_TRY IT_
Go through the data below and return each line containing the word "trace".

_INFORMATION GIVEN_
::::::::
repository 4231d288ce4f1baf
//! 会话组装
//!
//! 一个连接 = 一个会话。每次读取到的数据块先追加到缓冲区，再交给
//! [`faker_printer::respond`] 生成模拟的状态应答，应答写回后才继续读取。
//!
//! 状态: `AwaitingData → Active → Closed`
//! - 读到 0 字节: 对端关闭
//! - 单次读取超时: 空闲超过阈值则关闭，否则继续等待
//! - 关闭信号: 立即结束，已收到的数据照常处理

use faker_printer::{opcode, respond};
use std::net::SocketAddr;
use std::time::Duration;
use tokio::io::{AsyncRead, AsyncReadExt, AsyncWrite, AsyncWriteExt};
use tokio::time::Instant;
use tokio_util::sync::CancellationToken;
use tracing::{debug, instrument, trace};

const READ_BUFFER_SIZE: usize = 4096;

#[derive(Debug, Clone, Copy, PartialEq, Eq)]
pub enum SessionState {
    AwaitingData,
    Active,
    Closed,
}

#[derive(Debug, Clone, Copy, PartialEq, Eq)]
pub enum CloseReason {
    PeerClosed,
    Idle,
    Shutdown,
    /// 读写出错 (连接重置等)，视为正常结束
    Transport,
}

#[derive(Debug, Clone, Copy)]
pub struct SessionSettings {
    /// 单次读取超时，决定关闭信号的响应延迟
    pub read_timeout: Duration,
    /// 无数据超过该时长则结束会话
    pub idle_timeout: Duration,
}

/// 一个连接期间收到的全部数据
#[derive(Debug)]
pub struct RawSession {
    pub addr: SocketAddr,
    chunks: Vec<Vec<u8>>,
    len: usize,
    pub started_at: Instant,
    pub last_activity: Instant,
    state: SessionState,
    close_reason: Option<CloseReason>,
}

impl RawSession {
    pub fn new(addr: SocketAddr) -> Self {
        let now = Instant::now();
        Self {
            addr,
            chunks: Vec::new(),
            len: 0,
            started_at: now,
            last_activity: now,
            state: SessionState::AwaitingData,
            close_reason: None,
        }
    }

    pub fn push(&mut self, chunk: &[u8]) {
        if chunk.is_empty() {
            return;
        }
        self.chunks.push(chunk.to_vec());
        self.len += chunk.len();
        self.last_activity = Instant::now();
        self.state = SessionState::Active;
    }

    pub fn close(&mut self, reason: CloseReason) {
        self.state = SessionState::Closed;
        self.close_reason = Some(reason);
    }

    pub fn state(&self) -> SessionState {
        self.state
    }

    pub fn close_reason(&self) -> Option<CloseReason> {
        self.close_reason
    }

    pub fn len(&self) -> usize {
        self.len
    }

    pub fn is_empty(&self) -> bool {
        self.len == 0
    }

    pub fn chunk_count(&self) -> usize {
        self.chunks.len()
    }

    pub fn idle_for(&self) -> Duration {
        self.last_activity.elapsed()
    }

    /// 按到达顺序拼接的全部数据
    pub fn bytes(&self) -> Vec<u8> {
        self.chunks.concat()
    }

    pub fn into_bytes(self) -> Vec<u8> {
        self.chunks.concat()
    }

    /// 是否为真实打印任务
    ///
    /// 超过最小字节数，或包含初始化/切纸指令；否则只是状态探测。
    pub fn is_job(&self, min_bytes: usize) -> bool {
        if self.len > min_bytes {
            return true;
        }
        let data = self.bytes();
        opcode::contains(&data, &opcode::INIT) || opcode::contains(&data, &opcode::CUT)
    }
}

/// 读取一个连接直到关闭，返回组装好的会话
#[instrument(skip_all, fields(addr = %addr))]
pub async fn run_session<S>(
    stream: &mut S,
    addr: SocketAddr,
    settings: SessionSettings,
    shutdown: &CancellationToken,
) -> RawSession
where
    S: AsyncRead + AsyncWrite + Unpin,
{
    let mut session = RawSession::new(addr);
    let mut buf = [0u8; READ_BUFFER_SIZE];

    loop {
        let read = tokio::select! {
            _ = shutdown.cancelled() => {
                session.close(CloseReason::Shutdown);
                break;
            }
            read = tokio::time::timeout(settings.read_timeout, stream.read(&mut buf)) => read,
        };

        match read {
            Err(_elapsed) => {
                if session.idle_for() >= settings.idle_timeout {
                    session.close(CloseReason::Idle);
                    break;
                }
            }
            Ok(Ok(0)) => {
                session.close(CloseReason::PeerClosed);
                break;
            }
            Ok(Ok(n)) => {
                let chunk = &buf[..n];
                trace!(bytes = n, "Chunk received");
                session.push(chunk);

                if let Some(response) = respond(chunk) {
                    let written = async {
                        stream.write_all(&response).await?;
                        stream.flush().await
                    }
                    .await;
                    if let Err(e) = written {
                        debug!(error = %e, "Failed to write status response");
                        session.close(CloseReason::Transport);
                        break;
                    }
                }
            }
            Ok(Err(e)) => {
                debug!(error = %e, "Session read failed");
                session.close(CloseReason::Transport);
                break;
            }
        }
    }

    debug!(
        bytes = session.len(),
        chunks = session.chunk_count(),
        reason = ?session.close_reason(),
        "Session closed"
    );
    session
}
::::::::
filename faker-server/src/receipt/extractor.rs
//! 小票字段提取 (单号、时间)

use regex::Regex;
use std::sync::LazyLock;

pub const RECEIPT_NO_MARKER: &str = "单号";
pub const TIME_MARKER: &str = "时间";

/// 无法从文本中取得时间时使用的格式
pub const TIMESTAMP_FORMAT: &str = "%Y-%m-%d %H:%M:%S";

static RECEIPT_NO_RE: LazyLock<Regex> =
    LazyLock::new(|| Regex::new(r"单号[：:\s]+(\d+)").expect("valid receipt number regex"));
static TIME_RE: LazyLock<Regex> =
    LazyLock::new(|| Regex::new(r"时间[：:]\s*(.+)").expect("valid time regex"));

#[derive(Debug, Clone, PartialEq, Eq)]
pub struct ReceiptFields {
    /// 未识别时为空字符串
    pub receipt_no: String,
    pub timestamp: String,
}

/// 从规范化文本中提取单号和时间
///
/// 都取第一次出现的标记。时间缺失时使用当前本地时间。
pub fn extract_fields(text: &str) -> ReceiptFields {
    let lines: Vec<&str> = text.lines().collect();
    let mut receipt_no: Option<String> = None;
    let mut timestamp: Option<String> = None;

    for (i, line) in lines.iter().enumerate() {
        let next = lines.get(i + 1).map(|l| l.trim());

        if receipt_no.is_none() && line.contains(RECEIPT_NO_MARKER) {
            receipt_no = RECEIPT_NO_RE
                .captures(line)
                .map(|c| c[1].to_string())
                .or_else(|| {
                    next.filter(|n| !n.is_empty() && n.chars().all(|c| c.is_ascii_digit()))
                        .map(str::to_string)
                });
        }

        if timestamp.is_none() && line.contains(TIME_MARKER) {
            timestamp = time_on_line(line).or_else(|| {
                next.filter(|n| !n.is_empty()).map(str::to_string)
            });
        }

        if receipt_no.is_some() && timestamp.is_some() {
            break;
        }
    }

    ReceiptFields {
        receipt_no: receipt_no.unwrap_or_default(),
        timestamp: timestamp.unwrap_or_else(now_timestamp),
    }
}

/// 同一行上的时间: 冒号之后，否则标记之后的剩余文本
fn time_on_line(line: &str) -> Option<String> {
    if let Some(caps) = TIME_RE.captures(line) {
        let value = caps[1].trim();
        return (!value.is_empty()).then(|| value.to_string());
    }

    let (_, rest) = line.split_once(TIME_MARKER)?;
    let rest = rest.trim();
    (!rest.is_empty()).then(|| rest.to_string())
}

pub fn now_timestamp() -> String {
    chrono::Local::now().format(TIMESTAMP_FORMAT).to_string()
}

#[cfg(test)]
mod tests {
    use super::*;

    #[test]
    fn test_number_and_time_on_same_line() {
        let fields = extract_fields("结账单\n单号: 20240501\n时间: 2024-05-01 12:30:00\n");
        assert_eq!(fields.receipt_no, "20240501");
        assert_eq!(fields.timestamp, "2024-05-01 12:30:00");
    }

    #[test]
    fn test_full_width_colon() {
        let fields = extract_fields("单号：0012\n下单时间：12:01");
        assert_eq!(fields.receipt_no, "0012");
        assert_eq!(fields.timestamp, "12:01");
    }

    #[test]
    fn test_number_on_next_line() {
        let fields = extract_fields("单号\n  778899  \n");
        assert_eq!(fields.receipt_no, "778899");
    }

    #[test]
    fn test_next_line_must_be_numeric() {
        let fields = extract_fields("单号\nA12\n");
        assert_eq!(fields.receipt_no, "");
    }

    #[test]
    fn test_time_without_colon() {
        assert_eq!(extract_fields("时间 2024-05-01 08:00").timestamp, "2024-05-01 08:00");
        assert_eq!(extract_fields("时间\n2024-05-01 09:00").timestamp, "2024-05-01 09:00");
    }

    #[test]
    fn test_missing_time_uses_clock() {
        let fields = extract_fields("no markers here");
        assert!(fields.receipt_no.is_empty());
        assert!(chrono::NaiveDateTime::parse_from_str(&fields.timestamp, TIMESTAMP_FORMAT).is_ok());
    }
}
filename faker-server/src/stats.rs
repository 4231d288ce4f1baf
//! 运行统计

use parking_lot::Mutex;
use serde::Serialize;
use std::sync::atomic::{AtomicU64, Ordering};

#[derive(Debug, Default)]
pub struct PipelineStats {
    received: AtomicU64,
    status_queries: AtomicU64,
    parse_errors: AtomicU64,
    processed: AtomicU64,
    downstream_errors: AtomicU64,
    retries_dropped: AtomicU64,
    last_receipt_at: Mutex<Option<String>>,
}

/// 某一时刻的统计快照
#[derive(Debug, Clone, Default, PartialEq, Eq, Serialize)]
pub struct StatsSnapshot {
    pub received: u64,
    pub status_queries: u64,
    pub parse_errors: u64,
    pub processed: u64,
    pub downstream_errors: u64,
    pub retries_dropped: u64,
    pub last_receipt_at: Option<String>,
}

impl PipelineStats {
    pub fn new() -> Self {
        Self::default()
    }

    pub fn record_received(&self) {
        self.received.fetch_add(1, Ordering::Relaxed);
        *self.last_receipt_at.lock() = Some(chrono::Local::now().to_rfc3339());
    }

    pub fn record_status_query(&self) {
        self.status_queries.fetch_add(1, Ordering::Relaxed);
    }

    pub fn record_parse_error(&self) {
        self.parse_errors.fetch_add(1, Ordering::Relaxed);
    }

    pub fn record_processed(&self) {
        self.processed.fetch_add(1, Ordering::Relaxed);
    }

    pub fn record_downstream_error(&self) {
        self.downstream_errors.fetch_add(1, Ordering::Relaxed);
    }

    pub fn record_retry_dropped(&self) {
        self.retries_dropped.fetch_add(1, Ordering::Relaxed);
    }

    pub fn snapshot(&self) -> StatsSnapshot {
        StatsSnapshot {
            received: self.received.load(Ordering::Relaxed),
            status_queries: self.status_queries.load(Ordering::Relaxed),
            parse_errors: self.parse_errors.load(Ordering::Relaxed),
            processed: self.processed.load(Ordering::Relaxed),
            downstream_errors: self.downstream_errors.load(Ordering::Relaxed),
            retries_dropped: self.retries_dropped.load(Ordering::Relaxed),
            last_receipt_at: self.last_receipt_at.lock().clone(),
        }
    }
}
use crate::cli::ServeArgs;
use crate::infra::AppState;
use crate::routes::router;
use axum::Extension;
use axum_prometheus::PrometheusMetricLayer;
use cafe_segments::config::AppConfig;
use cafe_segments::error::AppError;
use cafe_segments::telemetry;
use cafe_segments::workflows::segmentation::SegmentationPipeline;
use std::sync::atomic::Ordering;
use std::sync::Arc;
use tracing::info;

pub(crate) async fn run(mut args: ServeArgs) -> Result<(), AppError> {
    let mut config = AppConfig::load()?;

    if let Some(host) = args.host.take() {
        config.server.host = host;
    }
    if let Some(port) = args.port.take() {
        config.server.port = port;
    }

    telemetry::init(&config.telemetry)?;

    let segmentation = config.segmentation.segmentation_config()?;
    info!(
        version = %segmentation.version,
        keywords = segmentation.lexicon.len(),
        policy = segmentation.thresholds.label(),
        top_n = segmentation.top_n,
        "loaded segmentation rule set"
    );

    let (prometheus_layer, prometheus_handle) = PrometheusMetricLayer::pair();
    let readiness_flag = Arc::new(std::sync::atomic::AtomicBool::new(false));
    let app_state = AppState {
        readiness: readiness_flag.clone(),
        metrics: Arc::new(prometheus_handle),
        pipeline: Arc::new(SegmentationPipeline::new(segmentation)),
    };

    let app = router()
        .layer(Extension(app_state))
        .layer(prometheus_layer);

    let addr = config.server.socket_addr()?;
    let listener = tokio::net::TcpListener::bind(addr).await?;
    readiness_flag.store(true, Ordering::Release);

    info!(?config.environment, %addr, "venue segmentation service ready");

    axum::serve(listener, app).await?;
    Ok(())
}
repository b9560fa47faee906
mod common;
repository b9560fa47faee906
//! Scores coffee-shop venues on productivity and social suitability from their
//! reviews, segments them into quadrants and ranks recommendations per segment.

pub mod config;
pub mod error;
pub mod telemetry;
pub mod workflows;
::::::::
_ANSWER BOX_
use tracing::{debug, instrument, trace};
                trace!(bytes = n, "Chunk received");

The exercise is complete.